Makaron gotujemy, odcedzamy, przelewamy wodą. Kurczaka grillujemy, przyprawiamy solą, pieprzem i bazylią, kroimy na plastry. Gruszki kroimy w cienkie plasterki. Cebulę drobno siekamy. Orzechy lub migdały drobnimy nożem. Blenderujemy ser ze śmietaną, 60ml zimnej wody, solą i pieprzem. Łączymy składniki sałatki i polewamy sosem. Posypujemy szczypiorkiem.

środa, 27 kwietnia 2016

Warsztatów ciąg dalszy…



,,Dotarliście prawie na skraj województwa” – powiedział do nas w poniedziałek prezes Jakub. Gdzie pojechaliśmy? Tym razem była to Lubinia Mała, jednak wcale do skraju województwa nie było tak blisko. Tymczasem zapowiedzi były obiecujące, bo i kuchnia miała być dobrze wyposażona i uczestniczki bardzo aktywne, i szefowa świetlicy też prężnie działająca. Wszystko to rzeczywiście potwierdziło się, co wzbudziło mój podziw. Sama świetlica mieści się w drewnianym starym dworku, a w środku wygląda naprawdę ładnie. Atmosfera pracy podczas warsztatów była imponująca i w pewnym momencie uzmysłowiłam sobie, że zamiast rozmów słyszę tylko stukot siekania i skwierczący w garnkach tłuszcz. Panie gotujące niezwykle twórczo podeszły do zadania i sugerowały zmiany w recepturach zgodne z ich preferencjami smakowymi – w efekcie ugotowały przepyszną 5-daniową kolację. Tymczasem na linii Adam – Jakub prawie zaiskrzyło, bo specyficzne poczucie humoru naszego prezesa nie do końca dobrze wpływało na Adama i starałam się gasić pożar zanim wybuchł. Choć przyznaję, że żarty prezesa bawią mnie zawsze – bo i tu trochę angielskiego humoru się kryje, i trochę złośliwości. No, ale widocznie nie każdy takie żarty lubi. Co ugotowaliśmy tym razem?
Menu warsztatowe

Przystawka

Mus z wędzonej ryby
*Receptura zakłada łagodny smak. Tymczasem panie twórczo dodały nieco pieprzu kajeńskiego i wspaniale zbalansowały smak wędzonej ryby z ostrością dodatków. Brawo!


Sałatka z kurczaka i gruszek w sosie serowym
*Co ciekawe dobre to i na ciepło, i na zimno. Uczestniczki zaskoczone były połączeniem smakowym świeżych gruszek, kurczaka i sera pleśniowego.


Zupa
Zupa z marchwi, jabłek i selera
*Jabłka w zupie to świetna sprawa, bo dodają i kwaśności, i słodyczy. Miał być krem, ale zdecydowałam, że skończymy jej przyrządzanie na ugotowaniu i zrezygnujemy z użycia blendera, bo po co po raz kolejny serwować papkę dla dzieci. zupom – krem mówimy stanowcze nie!


Danie główne
Ciecierzyca w cebulowo – ziemniaczanym curry
*Powoli normą staje obecność wielebnych na naszych warsztatach. Ten przyznał, że danie smaczne, al. z kurczakiem byłoby idealne. Ile ludzi, tyle propozycji.


Deser
Czekolada z migdałową bitą śmietaną
*Nie spróbowałam deseru, bo nie. Ale podobno był smaczny i niesłodki. Nie wiem, więc nie komentuję.
Chylę w podziękowaniu czoła partnerom naszych kulinarnych warsztatów: Hendi, Kenwood, Appetita, Monini, Teekanne, Jan Niezbędny.

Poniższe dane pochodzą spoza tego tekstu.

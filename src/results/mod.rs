//! Test result model and the listener event protocol.
//!
//! Results are produced incrementally during execution: a listener receives
//! a `test_run_started` / per-case events / `test_run_ended` bracket for
//! every named run, plus invocation-level start/failure/end events. The
//! in-memory model ([`TestRunResult`]) mirrors that protocol so collectors
//! can replay what they buffered.
//!
//! # Key Components
//!
//! - [`InvocationListener`]: the event protocol (defined in one place,
//!   implemented by console, JUnit, shard and recording listeners)
//! - [`ListenerSet`]: fans one event out to many listeners
//! - [`RunRecorder`]: buffers events back into [`TestRunResult`]s
//! - [`merge_attempts`]: collapses per-attempt results into one final run

pub mod console;
pub mod junit;
pub mod shard;

use std::collections::{BTreeMap, HashMap};
use std::path::PathBuf;
use std::time::Duration;

use async_trait::async_trait;
use serde::{Deserialize, Serialize};

use crate::context::InvocationContext;
use crate::error::FailureDescription;

pub use console::ConsoleListener;
pub use junit::JunitListener;
pub use shard::ShardListener;

/// Identifies one test case inside a run.
#[derive(Debug, Clone, PartialEq, Eq, PartialOrd, Ord, Hash, Serialize, Deserialize)]
pub struct TestCaseId {
    /// Grouping name (suite class, module path, activity name).
    pub class_name: String,
    /// Case name within the group.
    pub case_name: String,
}

impl TestCaseId {
    pub fn new(class_name: impl Into<String>, case_name: impl Into<String>) -> Self {
        Self {
            class_name: class_name.into(),
            case_name: case_name.into(),
        }
    }
}

impl std::fmt::Display for TestCaseId {
    fn fmt(&self, f: &mut std::fmt::Formatter<'_>) -> std::fmt::Result {
        write!(f, "{}#{}", self.class_name, self.case_name)
    }
}

/// Terminal status of one test case in one attempt.
#[derive(Debug, Clone, Copy, PartialEq, Eq, Serialize, Deserialize)]
#[serde(rename_all = "snake_case")]
pub enum TestStatus {
    Passed,
    Failed,
    AssumptionFailure,
    Ignored,
    /// Started but never ended (device loss, run abort).
    Incomplete,
}

impl TestStatus {
    pub fn is_failure(&self) -> bool {
        matches!(self, TestStatus::Failed | TestStatus::Incomplete)
    }
}

/// Outcome of one test case in one attempt. Immutable once the case ended.
#[derive(Debug, Clone, PartialEq, Serialize, Deserialize)]
pub struct TestCaseResult {
    pub status: TestStatus,
    /// Failure trace, present for failed / assumption-failure cases.
    pub trace: Option<String>,
    pub metrics: HashMap<String, String>,
}

impl TestCaseResult {
    pub fn passed() -> Self {
        Self {
            status: TestStatus::Passed,
            trace: None,
            metrics: HashMap::new(),
        }
    }

    pub fn failed(trace: impl Into<String>) -> Self {
        Self {
            status: TestStatus::Failed,
            trace: Some(trace.into()),
            metrics: HashMap::new(),
        }
    }

    pub fn incomplete() -> Self {
        Self {
            status: TestStatus::Incomplete,
            trace: None,
            metrics: HashMap::new(),
        }
    }
}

* „KLUBY   AKTYWNOŚCI LOKALNEJ w Gminie ŻERKÓW - Projekt dofinansowany z Programu Fundusz Inicjatyw Obywatelskich”

czwartek, 21 kwietnia 2016

Warsztatów ciąg dalszy…



I dalej warsztatujemy. Tym razem zawitaliśmy po raz kolejny do Żernik. Początkowo mała grupa powiększała się i powiększała aż dobiliśmy do 20. Część osób poznaliśmy wcześniej, nowe mogły poznać europejskie smaki i zobaczyć, że warsztaty kulinarne to wcale nie ciężka praca, a smakowita przygoda. 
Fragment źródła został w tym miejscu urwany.